Ich sitze mit Blizz Club in ihrem gemütlich-urigen Proberaum in einem alten Gewölbekeller. Um uns herum befindet sich meterdickes Mauerwerk, die Wände sind mit Schallisolation bedeckt und auf dem Boden stapeln sich Gitarrenpedale, Kabel und Schlagzeugbecken. Im Interview erzählt mir die Band, was DIY für sie bedeutet, welche ihre Lieblings-Gitarreneffekte sind und warum sie sich auf der Bühne gerne zum Affen machen.
Ihr sagt, ihr kommt aus Mainz. Euer Proberaum ist aber im rheinhessischen Dalheim. Wie habt ihr als Band zusammengefunden und wo seid ihr in der Szene verwurzelt?
David (Lead-Gitarre): Angefangen haben wir in diesen ganzen Clubs in Mainz und sind dort auch viel in der Szene unterwegs.

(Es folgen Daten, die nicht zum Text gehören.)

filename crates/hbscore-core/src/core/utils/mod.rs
pub mod geometry;
pub mod identifiers;
//! # hbscore
//!
//! A knowledge-based hydrogen-bond energy for macromolecular structures,
//! with the backbone bookkeeping, derivatives and batch evaluation a
//! structure-modeling pipeline needs.
//!
//! ## Architectural Philosophy
//!
//! The library follows a three-layer architecture.
//!
//! - **[`core`]: The Foundation.** Stateless data models (`MolecularSystem`,
//!   `Residue`), the residue chemistry that types donors and acceptors, the
//!   polynomial parameter database and the geometric energy function, plus
//!   the generic rotamer trie and its traversals.
//!
//! - **[`engine`]: The Logic Core.** The hydrogen-bond energy method itself:
//!   the per-round `HBondSet` that claims backbone groups, pair and
//!   intra-residue energies, derivatives for minimization and trie-based
//!   energies for packing.
//!
//! - **[`workflows`]: The Public API.** Complete procedures, such as scoring a
//!   structure or ranking conformations at one site, built on the two layers
//!   below.

pub mod core;
pub mod engine;
pub mod workflows;
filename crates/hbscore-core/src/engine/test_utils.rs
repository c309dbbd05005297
//! Hand-placed structures shared by the engine tests.
//!
//! Layout of [`backbone_pair`]: the donor glycine's N-H points along +x at the
//! acceptor glycine's C=O, with H···O = 1.9 Å and every angle linear. The
//! optional serine sits above the carbonyl so that its HG also reaches the
//! same oxygen (60° off the C=O axis) while its OG stays within reach of the
//! donor hydrogen.
//!
//! [`intra_serine`] puts that same side chain on the acceptor glycine's
//! backbone, so HG bonds to the residue's own O.

use crate::core::forcefield::params::HBondDatabase;
use crate::core::models::atom::Atom;
use crate::core::models::chain::ChainType;
use crate::core::models::ids::{ChainId, ResidueId};
use crate::core::models::residue::Residue;
use crate::core::models::system::MolecularSystem;
use crate::core::topology::registry::ChemistryRegistry;
use nalgebra::{Point3, Vector3};
use std::sync::Arc;

pub(crate) const DONOR_GLY: &[(&str, [f64; 3])] = &[
    ("N", [-1.01, 0.0, 0.0]),
    ("H", [0.0, 0.0, 0.0]),
    ("CA", [-1.8, 1.1, 0.0]),
    ("C", [-1.9, -1.3, 0.0]),
    ("O", [-2.5, -2.3, 0.0]),
];

pub(crate) const ACCEPTOR_GLY: &[(&str, [f64; 3])] = &[
    ("O", [1.9, 0.0, 0.0]),
    ("C", [3.13, 0.0, 0.0]),
    ("CA", [3.8, 1.2, 0.0]),
    ("N", [4.5, -1.2, 0.0]),
    ("H", [5.3, -1.7, 0.0]),
];

pub(crate) const SERINE: &[(&str, [f64; 3])] = &[
    ("CB", [0.47, 3.906, 0.0]),
    ("OG", [0.47, 2.476, 0.0]),
    ("HG", [0.95, 1.645, 0.0]),
];

pub(crate) fn database() -> Arc<HBondDatabase> {
    Arc::new(HBondDatabase::standard().unwrap())
}

pub(crate) fn add_residue(
    system: &mut MolecularSystem,
    chain: ChainId,
    number: isize,
    name: &str,
    atoms: &[(&str, [f64; 3])],
) -> ResidueId {
    let id = system.add_residue(chain, number, name, None).unwrap();
    for (atom_name, xyz) in atoms {
        system
            .add_atom_to_residue(id, Atom::new(atom_name, Point3::from(*xyz)))
            .unwrap();
    }
    id
}

/// Atoms of a far-away glycine, used to pad sequence separations.
pub(crate) fn filler_gly(offset: f64) -> Vec<(&'static str, [f64; 3])> {
    DONOR_GLY
        .iter()
        .map(|(name, [x, y, z])| (*name, [x + 100.0 + offset, y + 100.0, *z]))
        .collect()
}

pub(crate) fn finish(mut system: MolecularSystem) -> MolecularSystem {
    ChemistryRegistry::standard().unwrap().apply(&mut system).unwrap();
    system
}

pub(crate) struct BackbonePair {
    pub system: MolecularSystem,
    pub donor: ResidueId,
    pub acceptor: ResidueId,
    pub serine: Option<ResidueId>,
}

/// Donor glycine, then `gap` fillers, then the acceptor glycine (on chain B
/// when `same_chain` is false), then optionally a serine on chain S.
pub(crate) fn backbone_pair(gap: usize, same_chain: bool, with_serine: bool) -> BackbonePair {
    let mut system = MolecularSystem::new();
    let a = system.add_chain('A', ChainType::Protein);
    let donor = add_residue(&mut system, a, 1, "GLY", DONOR_GLY);
    for i in 0..gap {
        add_residue(&mut system, a, 2 + i as isize, "GLY", &filler_gly(10.0 * i as f64));
    }
    let acceptor_chain = if same_chain {
        a
    } else {
        system.add_chain('B', ChainType::Protein)
    };
    let acceptor = add_residue(
        &mut system,
        acceptor_chain,
        2 + gap as isize,
        "GLY",
        ACCEPTOR_GLY,
    );
    let serine = with_serine.then(|| {
        let s = system.add_chain('S', ChainType::Protein);
        add_residue(&mut system, s, 1, "SER", SERINE)
    });
    BackbonePair {
        system: finish(system),
        donor,
        acceptor,
        serine,
    }
}

/// Same atoms as [`backbone_pair`] without fillers, but with the acceptor
/// residue first in sequence order.
pub(crate) fn swapped_backbone_pair() -> BackbonePair {
    let mut system = MolecularSystem::new();
    let a = system.add_chain('A', ChainType::Protein);
    let acceptor = add_residue(&mut system, a, 1, "GLY", ACCEPTOR_GLY);
    let donor = add_residue(&mut system, a, 2, "GLY", DONOR_GLY);
    BackbonePair {
        system: finish(system),
        donor,
        acceptor,
        serine: None,
    }
}

pub(crate) const HYBRID_WATER: &[(&str, [f64; 3])] = &[
    ("OH2", [0.47, 6.9, 0.0]),
    ("H1", [0.47, 7.5, 0.55]),
    ("H2", [0.47, 7.5, -0.55]),
];

/// A single serine whose HG reaches its own backbone O, four bonds from OG
/// through CB, CA and C. With `with_water`, a hybrid water sits 3 Å from CB.
pub(crate) fn intra_serine(with_water: bool) -> (MolecularSystem, ResidueId) {
    let mut system = MolecularSystem::new();
    let a = system.add_chain('A', ChainType::Protein);
    let atoms: Vec<_> = ACCEPTOR_GLY.iter().chain(SERINE).copied().collect();
    let serine = add_residue(&mut system, a, 1, "SER", &atoms);
    let index = |system: &MolecularSystem, name| {
        system.residue(serine).unwrap().atom_index(name).unwrap()
    };
    for (x, y) in [("N", "CA"), ("CA", "C"), ("CA", "CB")] {
        let (i, j) = (index(&system, x), index(&system, y));
        system.add_bond(serine, i, j).unwrap();
    }
    if with_water {
        let w = system.add_chain('W', ChainType::Water);
        add_residue(&mut system, w, 1, "TP3", HYBRID_WATER);
    }
    (finish(system), serine)
}

pub(crate) fn translated(residue: &Residue, shift: Vector3<f64>) -> Residue {
    let mut moved = residue.clone();
    for i in 0..moved.atoms().len() {
        let p = *moved.position(i) + shift;
        moved.set_atom_position(i, p).unwrap();
    }
    moved
}
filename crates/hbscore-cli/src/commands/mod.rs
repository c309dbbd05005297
pub mod rotamers;
pub mod score;

use crate::error::{CliError, Result};
use hbscore::core::io::{bgf::BgfFile, traits::MolecularFile};
use hbscore::core::models::system::MolecularSystem;
use hbscore::core::topology::registry::ChemistryRegistry;
use hbscore::engine::error::EngineError;
use std::path::Path;
use tracing::info;

/// Reads a BGF structure and assigns its hydrogen-bond chemistry.
pub fn load_structure(path: &Path, chemistry: &ChemistryRegistry) -> Result<MolecularSystem> {
    info!("Loading structure from {:?}", path);
    let (mut system, metadata) =
        BgfFile::read_from_path(path).map_err(|e| CliError::FileParsing {
            path: path.to_path_buf(),
            source: e.into(),
        })?;
    if metadata.dropped_bonds > 0 {
        info!(
            "Ignored {} CONECT bond(s) between residues.",
            metadata.dropped_bonds
        );
    }
    chemistry.apply(&mut system).map_err(EngineError::from)?;
    info!("Loaded {} residue(s).", system.total_residue());
    Ok(system)
}
//! # Workflows Module
//!
//! High-level entry points that run the hydrogen-bond energy method over a
//! whole structure.
//!
//! ## Overview
//!
//! Each workflow sets up a scoring round, fans the residue-level work out
//! (in parallel with the `parallel` feature), reports progress through a
//! [`crate::engine::progress::ProgressReporter`] and gathers the results into
//! a plain report struct.
//!
//! ## Architecture
//!
//! - **Scoring Workflow** ([`score`]) - Total and per-pair energies, optionally with atom derivatives
//! - **Rotamer Workflow** ([`rotamers`]) - Trie-based energies of candidate conformations at one site

pub mod rotamers;
pub mod score;
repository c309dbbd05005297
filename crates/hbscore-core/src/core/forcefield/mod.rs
//! # Force Field Module
//!
//! Stateless hydrogen-bond physics: chemical classification of donors and
//! acceptors, the parameter database, the polynomial geometric energy with its
//! analytic gradient, and the environment, membrane and helix-length weights.
//!
//! ## Key Components
//!
//! - [`types`] - Donor/acceptor chemistry, sequence separation and evaluation tuples
//! - [`params`] - The [`params::HBondDatabase`] loaded from CSV tables
//! - [`energy`] - Raw energy and gradient of a single donor/acceptor geometry
//! - [`weights`] - Burial, membrane-depth and helix-length reweighting
//! - [`term`] - Score terms and the [`term::EnergyMap`] accumulator
//! - [`deriv`] - Per-atom derivative vectors and slot assignment
//!
//! ## Usage
//!
//! ```ignore
//! use hbscore::core::forcefield::{energy, params::HBondDatabase, types::*};
//!
//! let database = HBondDatabase::standard()?;
//! let tuple = HBEvalTuple::classify(HBDonChemType::Pba, true, HBAccChemType::Pba, true, 4, true);
//! let raw = energy::hb_energy(&database, &tuple, &geometry);
//! ```

pub mod deriv;
pub mod energy;
pub mod params;
pub(crate) mod potentials;
pub mod term;
pub mod types;
pub mod weights;
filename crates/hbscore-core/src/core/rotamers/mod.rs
//! # Rotamers Module
//!
//! Alternative side-chain conformations of one residue position, as handed to
//! the packer. A [`set::RotamerSet`] owns its conformations and, once prepared
//! for packing, the hydrogen-bond trie built over them.
//!
//! ## Usage
//!
//! ```ignore
//! use hbscore::core::rotamers::set::RotamerSet;
//!
//! let site = system.residue(residue_id).unwrap();
//! let mut rotamers = RotamerSet::from_residues(residue_id, site, conformations);
//! method.prepare_rotamers_for_packing(&context, &mut rotamers)?;
//! ```

pub mod set;
use slotmap::new_key_type;

new_key_type! {
    pub struct ResidueId;
    pub struct ChainId;
}
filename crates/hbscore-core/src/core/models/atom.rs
use crate::core::forcefield::types::{HBAccChemType, HBDonChemType};
use crate::core::utils::identifiers::is_heavy_atom;
use nalgebra::Point3;
use std::str::FromStr;

/// Represents the role or classification of an atom within a molecular structure.
///
/// The hydrogen-bond bookkeeping distinguishes backbone from sidechain atoms when
/// deciding which bond categories a donor/acceptor pair falls into, so every atom
/// that can take part in a hydrogen bond must carry a role.
#[derive(Debug, Clone, Copy, PartialEq, Eq, Hash, PartialOrd, Ord, Default)]
pub enum AtomRole {
    /// Backbone atom, part of the main chain of a polymer (e.g., N, H, C, O, or a nucleic phosphate).
    Backbone,
    /// Sidechain atom, part of the side groups attached to the backbone.
    Sidechain,
    /// Ligand atom, associated with small molecules or ligands bound to the structure.
    Ligand,
    /// Water molecule atom, for solvent molecules in the system.
    Water,
    /// Unknown or unclassified atom role.
    #[default]
    Other,
}

/// Represents an atom of a residue together with its hydrogen-bonding chemistry.
///
/// Atoms are owned by their residue and addressed by their index within it. The
/// covalent parent (`base`) and, for acceptors, the second base (`base2`) are
/// residue-local indices as well, so a residue can be cloned into a rotamer
/// without rewriting any references.
#[derive(Debug, Clone, PartialEq)]
pub struct Atom {
    /// The name of the atom (e.g., "CA", "N", "OG").
    pub name: String,
    /// The role or classification of the atom in the molecular structure.
    pub role: AtomRole,
    /// The 3D coordinates of the atom in Angstroms.
    pub position: Point3<f64>,
    /// Whether the atom is a hydrogen (or deuterium).
    pub is_hydrogen: bool,
    /// Chemical type of the donor group, set on donor heavy atoms only.
    pub donor_type: Option<HBDonChemType>,
    /// Chemical type of the acceptor, set on acceptor atoms only.
    pub acceptor_type: Option<HBAccChemType>,
    /// Residue-local index of the covalent parent atom.
    pub base: Option<usize>,
    /// Residue-local index of the second base atom used to orient acceptors.
    pub base2: Option<usize>,
}

impl Atom {
    /// Creates a new `Atom` without any hydrogen-bonding chemistry.
    ///
    /// The hydrogen flag is derived from the atom name; role, chemistry and
    /// base atoms are assigned later by the chemistry registry.
    ///
    /// # Arguments
    ///
    /// * `name` - The name of the atom.
    /// * `position` - The 3D coordinates of the atom.
    pub fn new(name: &str, position: Point3<f64>) -> Self {
        Self {
            name: name.to_string(),
            role: AtomRole::default(),
            position,
            is_hydrogen: !is_heavy_atom(name),
            donor_type: None,
            acceptor_type: None,
            base: None,
            base2: None,
        }
    }

    /// Sets the role and returns the atom, for concise construction.
    pub fn with_role(mut self, role: AtomRole) -> Self {
        self.role = role;
        self
    }

    #[inline]
    pub fn is_backbone(&self) -> bool {
        self.role == AtomRole::Backbone
    }

    #[inline]
    pub fn is_donor(&self) -> bool {
        self.donor_type.is_some()
    }

    #[inline]
    pub fn is_acceptor(&self) -> bool {
        self.acceptor_type.is_some()
    }
}

impl FromStr for AtomRole {
    type Err = ();

    /// Parses a string into an `AtomRole`.
    ///
    /// Parsing is case-insensitive and accepts the common spellings of
    /// "sidechain" ("side-chain", "side_chain").
    fn from_str(s: &str) -> Result<Self, Self::Err> {
        match s.to_ascii_lowercase().as_str() {
            "backbone" => Ok(AtomRole::Backbone),
            "sidechain" | "side-chain" | "side_chain" => Ok(AtomRole::Sidechain),
            "ligand" => Ok(AtomRole::Ligand),
            "water" => Ok(AtomRole::Water),
            "other" | "unknown" => Ok(AtomRole::Other),
            _ => Err(()),
        }
    }
}
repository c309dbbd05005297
pub mod progress;
pub mod report;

Fabio (Vocals, Bass): David und ich waren zusammen in der Schule und irgendwann habe ich rausgefunden, dass er Gitarre spielt. Blizz Club hatte sich dann 2017 zuerst noch in einer anderen Formation gegründet. Um 2021 rum waren dann auch Ermal und Simon dabei und wir sind aus dem Proberaum rausgekommen.
Fabio: Wir nehmen hier unten auch auf und spielen Partys. Ich glaube, bisher hatten wir hier so fünf Konzerte, drei davon waren auch sold out.
Ermal (Rhythmus-Gitarre): Die erste Show hier war glaube ich ungefähr 2021.
David: Wir haben Leute aus der Musikszene in der Gegend gefragt, ob sie Lust hätten bei uns zu zocken. Dazu kamen dann noch Freunde von uns und so hat sich das einfach entwickelt.
Fabio: Greñas und Snuckouts aus Mainz waren zum Beispiel dabei. Oder auch Zelle14.
David: Den Raum hier kann man soundtechnisch natürlich vergessen. Niemand würde dir raten, hier drin Musik aufzunehmen. Aber einfach der Vibe in diesem „Konzertsaal“, in dem wir schon diese abgefuckten Partys gefeiert haben – einfach diese Energie hier drin, die gibt nochmal eine ganz spezielle Würze in unsere Musik.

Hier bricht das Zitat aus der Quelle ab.